The Laphroaig Càirdeas Origin (100 ml just-takin’-the-edge-off flask)
Tasting notes:
The first shall be last, and for this dram, the first will last and last and last. It is the Tao of Laphroaig; ancient wisdom inscribed with a golden pen and crushed diamond ink on the finest vellum, greased with the fat of lambs sacrificed to Zeus to keep it supple. The nose is unmistakably Laphroaig, but creamy, like a pineapple meringue, dipped in ghee, wrapped in Arnold Palmer’s argyle socks, and then smoked in a brier pipe with hazelnuts and Eau de Laphroaig, Coco Chanel’s greatest (and least known) creation. It’s a Caesar salad made with quail eggs, baby flying anchovies, rye bread croutons, and asiago cheese; the whole thing sautéed in rendered bone marrow and cream skimmed from the lovingly caressed udders of Vermont’s finest dairy herds. Et tu, bootay?
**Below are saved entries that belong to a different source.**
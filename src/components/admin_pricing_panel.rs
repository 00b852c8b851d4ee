//! Admin pricing editor for the marketing page tiers.
//!
//! Edits apply to the shared in-memory plan list only and are lost on reload.

use leptos::prelude::*;

use crate::state::plans::{Plan, PlansState};

#[component]
pub fn AdminPricingPanel() -> impl IntoView {
    let plans = expect_context::<RwSignal<PlansState>>();

    let on_add = move |_| {
        plans.update(|p| {
            p.add_plan(Plan {
                name: "New tier".to_owned(),
                price: 0,
                features: Vec::new(),
                highlight: false,
            });
        });
    };

    view! {
        <section class="admin-pricing">
            <p class="admin-pricing__note">
                "Changes apply to the live pricing grid for this session only."
            </p>
            {move || {
                plans
                    .get()
                    .plans
                    .into_iter()
                    .enumerate()
                    .map(|(index, plan)| view! { <PlanEditor index=index plan=plan /> })
                    .collect::<Vec<_>>()
            }}
            <button class="btn" on:click=on_add>
                "Add tier"
            </button>
        </section>
    }
}

#[component]
fn PlanEditor(index: usize, plan: Plan) -> impl IntoView {
    let plans = expect_context::<RwSignal<PlansState>>();

    // Replace the indexed tier with `edited` applied to its current value.
    let apply = move |edited: Box<dyn FnOnce(&mut Plan)>| {
        plans.update(|p| {
            if let Some(current) = p.plans.get(index) {
                let mut next = current.clone();
                edited(&mut next);
                p.update_plan(index, next);
            }
        });
    };

    let features_text = plan.features.join("\n");

    view! {
        <div class="admin-pricing__tier" class=("admin-pricing__tier--highlight", plan.highlight)>
            <label>
                "Name"
                <input
                    class="input"
                    type="text"
                    prop:value=plan.name.clone()
                    on:input=move |ev| {
                        let value = event_target_value(&ev);
                        apply(Box::new(move |p| p.name = value));
                    }
                />
            </label>
            <label>
                "Price ($/month)"
                <input
                    class="input"
                    type="number"
                    min="0"
                    prop:value=plan.price.to_string()
                    on:input=move |ev| {
                        if let Ok(price) = event_target_value(&ev).parse::<u32>() {
                            apply(Box::new(move |p| p.price = price));
                        }
                    }
                />
            </label>
            <label>
                "Features (one per line)"
                <textarea
                    class="input"
                    prop:value=features_text
                    on:input=move |ev| {
                        let features = event_target_value(&ev)
                            .lines()
                            .map(str::trim)
                            .filter(|line| !line.is_empty())
                            .map(str::to_owned)
                            .collect::<Vec<_>>();
                        apply(Box::new(move |p| p.features = features));
                    }
                ></textarea>
            </label>
            <label class="admin-pricing__highlight">
                <input
                    type="checkbox"
                    prop:checked=plan.highlight
                    on:change=move |_| apply(Box::new(|p| p.highlight = !p.highlight))
                />
                "Highlight this tier"
            </label>
            <button
                class="btn btn--small btn--danger"
                on:click=move |_| plans.update(|p| p.remove_plan(index))
            >
                "Remove tier"
            </button>
        </div>
    }
}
Heat at the front of the mouth suffuses outwards, somehow violating the partial differential heat equation: but Mother Nature doesn’t mind being controverted in this case. It’s a sin, if sinning was beloved by a merciful (and fun-loving) god. Prickly warming happiness and a glorious oily mouth; not a virgin olive oil, a really slutty olive oil tarted up with garters, paprika, and the white hot passion of a young woman pining for her high school paramour who defriended her on Facebook.
It’s Chef Ming Tsai committing East/West nuclear fusion on an orange cross-pollinated with starfruit. It’s a punchy pungent profile writ large in craggy granite, carved—but not battered—by the elements. By the second sip, my mouth has surrendered to the tender mercies of the master blender.
The finish is repeatedly running a cedar comb through the raven black hair of…of…hey, you get to pick this one yourself! (My choice is Lisa Edelstein from the show “House”.) Although this is strong medicine for the spirit and soul, it’s not as medicinal as the milepost-marking epic Laphroaig 10, not even if you added lemon juice filtered through pure smoke. It’s a chaotic attractor pulling the smoke into a vortex, swirling it round all over erotically through my sinus system. [Stephen: Bill! You mean, “ergodically”!] No, Stephen, this dram is making sweet, sweet love to my olfactory and pharyngeal systems.
And what would a Laphroaig review be without mention of the peat notes? They poke up in the Càirdeas Origin, like fife-playing piping plovers, like an organic landscape hinted at by a mohair afghan covering a mo’ hairy Afghan. (Am I allowed to write that? It felt so…wrong. How about, “by an Angora afghan covering Dora the Explorer”? Or perhaps “a merino serape swaddling a fino señora“?) You get the idea: Bumps, peaks, valleys, vales, dales, clefts, hollows, crags, and the rolling, rolling waves of the ocean.
The Laphroaig Càirdeas Origin is snowboarding through several feet of fresh powder–It’s like, well, actually, it’s impossible to describe, but it should be experienced. Soon. Often. Pray for snow, and pray for Càirdeas (Origin).
–Bill
Our thanks to Simon Brooking and Laphroaig for the sample!